Type again, exactly, the lines below from the start through the line that includes "repository cebca1af65f30413".

**********

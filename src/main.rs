//! bgcrop CLI entrypoint.
//!
//! Provides a thin wrapper over the `cli` module: parse args, dispatch to
//! single-file or batch processing, and exit with appropriate status.
//! For programmatic use, prefer the library API (`bgcrop::api`).

use clap::Parser;

mod cli;

fn main() -> Result<(), Box<dyn std::error::Error>> {
    let args = cli::CliArgs::parse();
    cli::run(args)
}
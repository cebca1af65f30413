//! Model input preparation: square resize and per-channel normalization into a
//! `1 × 3 × S × S` planar tensor.
use image::DynamicImage;
use ndarray::{Array4, s};
use tracing::debug;

use super::resize::resize_rgb_exact;
use crate::core::params::Normalization;
use crate::error::{Error, Result};

/// Resize `image` to `side × side` and write normalized CHW values into `input`.
///
/// `input` must already have shape `(1, 3, side, side)`; pooled tensors are prepared
/// with [`TensorBuffers::prepare`](crate::core::pool::TensorBuffers::prepare).
pub fn preprocess_into(
    image: &DynamicImage,
    side: u32,
    normalization: &Normalization,
    input: &mut Array4<f32>,
) -> Result<()> {
    let s_len = side as usize;
    if input.dim() != (1, 3, s_len, s_len) {
        return Err(Error::Processing(format!(
            "input tensor has shape {:?}, expected (1, 3, {}, {})",
            input.dim(),
            side,
            side
        )));
    }

    let rgb = resize_rgb_exact(&image.to_rgb8(), side, side)?;
    let raw = rgb.as_raw();
    let stride: usize = 3;
    debug!("Preprocessed {}x{} into {}x{} tensor", image.width(), image.height(), side, side);

    for c in 0..stride {
        let mut plane = input.slice_mut(s![0, c, .., ..]);
        for ((y, x), v) in plane.indexed_iter_mut() {
            *v = normalization.apply(c, raw[(y * s_len + x) * stride + c]);
        }
    }
    Ok(())
}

**********

● TASK OUTPUT:
filename src/main.rs
//! bgcrop CLI entrypoint.
//!
//! Provides a thin wrapper over the `cli` module: parse args, dispatch to
//! single-file or batch processing, and exit with appropriate status.
//! For programmatic use, prefer the library API (`bgcrop::api`).

use clap::Parser;

mod cli;

fn main() -> Result<(), Box<dyn std::error::Error>> {
    let args = cli::CliArgs::parse();
    cli::run(args)
}
repository cebca1af65f30413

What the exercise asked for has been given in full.